The conformational states of TadA7.10 and TadA8e in the MD simulations. (A) Free energy landscapes of TadAs projected onto RMSD of the protein backbone atoms and radius of gyration (Rg), where kB is the Boltzmann constant and T is the simulation temperature (310 K). (B) Time-dependent distances and corresponding distributions of the Cα atom of TadA E59 at the active site to the C4’ atom of the substrate A26. (C) The initial and equilibrium conformations of TadA. The distances from Cα of TadA E59 to C4’ of the substrate A26 (blue dotted lines)

Similar to dimeric TadA8e, monomeric TadA8e in TadA8e‒Cas9n also has one deep well of -14.1 kBT, which is comparable to that of dimeric TadA8e (~ -14.8 kBT), indicating that the conformational stabilities of TadA8e are similar in both monomeric and dimeric forms (Fig. S3). In contrast, monomeric TadA7.10 in TadA7.10‒Cas9n has two deep wells of about -12.1 kBT, higher than that (-14.5 kBT) in the dimeric form, suggesting that the second TadA7.10 stabilises the first TadA7.10 fused to Cas9n. Again, the monomeric TadA7.10 without the eight directed-evolution mutations is a more flexible compared to TadA8e.

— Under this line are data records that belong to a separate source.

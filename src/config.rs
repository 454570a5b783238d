//! Configuration loading for Sprig.
//!
//! Configuration follows a precedence chain:
//! 1. Environment variables (highest priority)
//! 2. Project config (`.sprig/config.toml`)
//! 3. User config (`~/.sprig/config.toml`)
//! 4. Defaults (lowest priority)
//!
//! All configuration is optional. The system runs with sensible defaults
//! when no config exists.

use serde::{Deserialize, Serialize};
use std::env;
use std::fs;
use std::path::{Path, PathBuf};

use crate::error::{Result, SprigError};

/// Owner id used when neither config nor `$USER` provides one.
pub const DEFAULT_OWNER: &str = "local";

/// Main configuration struct for Sprig.
#[derive(Debug, Clone, Default, Serialize, Deserialize, PartialEq)]
#[serde(default)]
pub struct Config {
    /// Care defaults and read-path behavior.
    pub care: CareConfig,
    /// Identity of the local user.
    pub owner: OwnerConfig,
    /// Where plant records live.
    pub storage: StorageConfig,
}

/// Care defaults applied at plant creation, and read-path behavior.
#[derive(Debug, Clone, Serialize, Deserialize, PartialEq)]
#[serde(default)]
pub struct CareConfig {
    /// Watering cadence for plants created without one.
    pub default_frequency_days: u32,
    /// Sunlight hint for plants created without one.
    pub default_sunlight: Option<String>,
    /// Persist recomputed snapshots when plants are read.
    ///
    /// Off by default: reads are side-effect free and `sweep` is the explicit
    /// persist path.
    pub persist_on_read: bool,
}

/// Minimum valid watering frequency in days.
pub const MIN_FREQUENCY_DAYS: u32 = 1;

/// Maximum valid watering frequency in days (ten years).
pub const MAX_FREQUENCY_DAYS: u32 = 3650;

impl CareConfig {
    /// Check if a watering frequency is valid (between 1 and 3650 days).
    pub fn is_valid_frequency(value: u32) -> bool {
        (MIN_FREQUENCY_DAYS..=MAX_FREQUENCY_DAYS).contains(&value)
    }
}

impl Default for CareConfig {
    fn default() -> Self {
        Self {
            default_frequency_days: 3,
            default_sunlight: Some("Indirect Sunlight".to_string()),
            persist_on_read: false,
        }
    }
}

/// Local user identity.
///
/// Sprig trusts this id unconditionally; it stands in for an
/// authenticated owner.
#[derive(Debug, Clone, Default, Serialize, Deserialize, PartialEq)]
#[serde(default)]
pub struct OwnerConfig {
    /// Explicit owner id. Falls back to `$USER`, then `"local"`.
    pub id: Option<String>,
}

/// Plant storage configuration.
#[derive(Debug, Clone, Default, Serialize, Deserialize, PartialEq)]
#[serde(default)]
pub struct StorageConfig {
    /// Directory holding plant records. Defaults to `<sprig_home>/plants`.
    pub plants_dir: Option<PathBuf>,
}

impl Config {
    /// Load configuration with full precedence chain.
    ///
    /// Precedence (highest to lowest):
    /// 1. Environment variables
    /// 2. Project config (`.sprig/config.toml` in cwd or an ancestor)
    /// 3. User config (`~/.sprig/config.toml`)
    /// 4. Defaults
    pub fn load() -> Self {
        match env::current_dir() {
            Ok(cwd) => Self::load_from_cwd(&cwd),
            Err(_) => {
                let mut config = Config::default();
                if let Some(user_config) = Self::load_user_config() {
                    config = config.merge(user_config);
                }
                config.apply_env_overrides();
                config
            }
        }
    }

    /// Load configuration with a specific working directory.
    pub fn load_from_cwd(cwd: &Path) -> Self {
        let mut config = Config::default();

        if let Some(user_config) = Self::load_user_config() {
            config = config.merge(user_config);
        }

        if let Some(project_config) = Self::load_project_config(cwd) {
            config = config.merge(project_config);
        }

        config.apply_env_overrides();

        config
    }

    /// Load user config from `~/.sprig/config.toml`.
    fn load_user_config() -> Option<Config> {
        let home = sprig_home()?;
        let config_path = home.join("config.toml");
        Self::load_optional(&config_path)
    }

    /// Load project config from `.sprig/config.toml` under the project root.
    fn load_project_config(cwd: &Path) -> Option<Config> {
        let config_path = project_sprig_dir(cwd).join("config.toml");
        Self::load_optional(&config_path)
    }

    /// Load a config file that may not exist.
    ///
    /// A missing file is silent; an unreadable or malformed one is warned
    /// about and skipped.
    fn load_optional(path: &Path) -> Option<Config> {
        if !path.exists() {
            return None;
        }
        match Self::load_from_file(path) {
            Ok(config) => Some(config),
            Err(e) => {
                tracing::warn!(path = %path.display(), error = %e, "ignoring config file");
                None
            }
        }
    }

    /// Load config from a specific file path.
    pub fn load_from_file(path: &Path) -> Result<Config> {
        let content = fs::read_to_string(path).map_err(|e| SprigError::storage(path, e))?;
        toml::from_str(&content).map_err(|e| SprigError::config(e.to_string()))
    }

    /// Apply environment variable overrides.
    fn apply_env_overrides(&mut self) {
        // SPRIG_DEFAULT_FREQUENCY_DAYS
        if let Ok(val) = env::var("SPRIG_DEFAULT_FREQUENCY_DAYS") {
            match val.parse::<u32>() {
                Ok(n) => {
                    if CareConfig::is_valid_frequency(n) {
                        self.care.default_frequency_days = n;
                    } else {
                        eprintln!(
                            "Warning: Invalid SPRIG_DEFAULT_FREQUENCY_DAYS value '{}'. \
                            Must be between {} and {}. Using default '{}'.",
                            n,
                            MIN_FREQUENCY_DAYS,
                            MAX_FREQUENCY_DAYS,
                            self.care.default_frequency_days
                        );
                    }
                }
                Err(_) => eprintln!(
                    "Warning: Invalid SPRIG_DEFAULT_FREQUENCY_DAYS value '{}'. \
                    Expected a positive integer. Using default '{}'.",
                    val, self.care.default_frequency_days
                ),
            }
        }

        // SPRIG_DEFAULT_SUNLIGHT
        if let Ok(val) = env::var("SPRIG_DEFAULT_SUNLIGHT") {
            self.care.default_sunlight = if val.trim().is_empty() {
                None
            } else {
                Some(val)
            };
        }

        // SPRIG_PERSIST_ON_READ
        if let Ok(val) = env::var("SPRIG_PERSIST_ON_READ") {
            self.care.persist_on_read = val == "true" || val == "1";
        }

        // SPRIG_OWNER
        if let Ok(val) = env::var("SPRIG_OWNER") {
            if val.trim().is_empty() {
                eprintln!("Warning: SPRIG_OWNER is empty. Ignoring.");
            } else {
                self.owner.id = Some(val);
            }
        }

        // SPRIG_PLANTS_DIR
        if let Ok(val) = env::var("SPRIG_PLANTS_DIR") {
            if !val.is_empty() {
                self.storage.plants_dir = Some(PathBuf::from(val));
            }
        }
    }

    /// Merge another config into this one.
    ///
    /// The `other` config takes precedence for every field it sets to a
    /// non-default value. As with any default-comparing merge, a layer cannot
    /// explicitly reset a value back to its default.
    fn merge(mut self, other: Config) -> Self {
        let default_care = CareConfig::default();
        if other.care.default_frequency_days != default_care.default_frequency_days {
            if CareConfig::is_valid_frequency(other.care.default_frequency_days) {
                self.care.default_frequency_days = other.care.default_frequency_days;
            } else {
                tracing::warn!(
                    value = other.care.default_frequency_days,
                    "ignoring invalid care.default_frequency_days"
                );
            }
        }
        if other.care.default_sunlight != default_care.default_sunlight {
            self.care.default_sunlight = other.care.default_sunlight;
        }
        if other.care.persist_on_read != default_care.persist_on_read {
            self.care.persist_on_read = other.care.persist_on_read;
        }

        if other.owner.id.is_some() {
            self.owner.id = other.owner.id;
        }

        if other.storage.plants_dir.is_some() {
            self.storage.plants_dir = other.storage.plants_dir;
        }

        self
    }

    /// The owner id every CLI operation runs as.
    pub fn owner_id(&self) -> String {
        if let Some(id) = self.owner.id.as_deref().filter(|id| !id.trim().is_empty()) {
            return id.to_string();
        }
        env::var("USER")
            .ok()
            .filter(|u| !u.trim().is_empty())
            .unwrap_or_else(|| DEFAULT_OWNER.to_string())
    }

    /// The directory plant records are stored in.
    pub fn plants_dir(&self) -> Option<PathBuf> {
        self.storage.plants_dir.clone().or_else(plants_dir)
    }
}

/// Get the Sprig home directory.
///
/// Checks `SPRIG_HOME` environment variable first, then falls back to
/// `~/.sprig`.
pub fn sprig_home() -> Option<PathBuf> {
    if let Ok(home) = env::var("SPRIG_HOME") {
        if home.is_empty() {
            tracing::warn!("SPRIG_HOME is empty, using default");
        } else {
            let path = PathBuf::from(&home);
            if path.is_absolute() {
                return Some(path);
            }
            if let Ok(canonical) = path.canonicalize() {
                return Some(canonical);
            }
            tracing::warn!("SPRIG_HOME is relative and doesn't exist, using as-is");
            return Some(path);
        }
    }

    if let Some(home) = dirs::home_dir() {
        return Some(home.join(".sprig"));
    }

    // Containerized/minimal environments without HOME
    let fallback_path = fallback_sprig_home();
    tracing::warn!(
        "HOME not set, using fallback location: {}",
        fallback_path.display()
    );
    Some(fallback_path)
}

/// Get fallback sprig home path when HOME is unavailable.
#[cfg(unix)]
fn fallback_sprig_home() -> PathBuf {
    use std::os::unix::fs::MetadataExt;
    let uid = std::fs::metadata("/").map(|m| m.uid()).unwrap_or(0);
    PathBuf::from(format!("/tmp/sprig-{}", uid))
}

/// Get fallback sprig home path when HOME is unavailable.
#[cfg(not(unix))]
fn fallback_sprig_home() -> PathBuf {
    std::env::temp_dir().join("sprig")
}

/// Find the project root for a given working directory.
///
/// Walks up from `cwd` looking for an existing `.sprig/` directory; falls
/// back to `cwd` itself.
pub fn find_project_root(cwd: &Path) -> PathBuf {
    for ancestor in cwd.ancestors() {
        if ancestor.join(".sprig").is_dir() {
            return ancestor.to_path_buf();
        }
    }
    cwd.to_path_buf()
}

/// Get the project sprig directory for a given working directory.
pub fn project_sprig_dir(cwd: &Path) -> PathBuf {
    find_project_root(cwd).join(".sprig")
}

/// Get the default plants directory.
///
/// Returns `<sprig_home>/plants/`.
pub fn plants_dir() -> Option<PathBuf> {
    sprig_home().map(|h| h.join("plants"))
}

/// Get the crash log path.
///
/// Returns `<sprig_home>/crash.log`.
pub fn crash_log_path() -> Option<PathBuf> {
    sprig_home().map(|h| h.join("crash.log"))
}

To explore the effects of the TadA structural stability on substrate recruitment, we calculated the distances between the residue E59 in the active sites of TadAs and base A26 of the DNA substrate (Fig. 2B). In TadA8e‒Cas9n, TadA8e: TadA8e‒Cas9n and TadA7.10:TadA7.10‒Cas9n, the average distances from the Cα atom of E59 to the C’4 atom of A26 were very similar at ~ 14.1 Å, ~ 15.7 Å and ~ 14.9 Å, respectively (Fig. 2B-C). However, the corresponding distance in TadA7.10‒Cas9n was up to 19.2 Å and significantly larger than that in TadA7.10:TadA7.10‒Cas9n (Fig. 2B-C). This suggests that the structural stability of TadAs is important for their binding to the DNA substrate, and that the dimeric form is required to stabilise the fused TadA7.10 for its tighter binding to the DNA substrate.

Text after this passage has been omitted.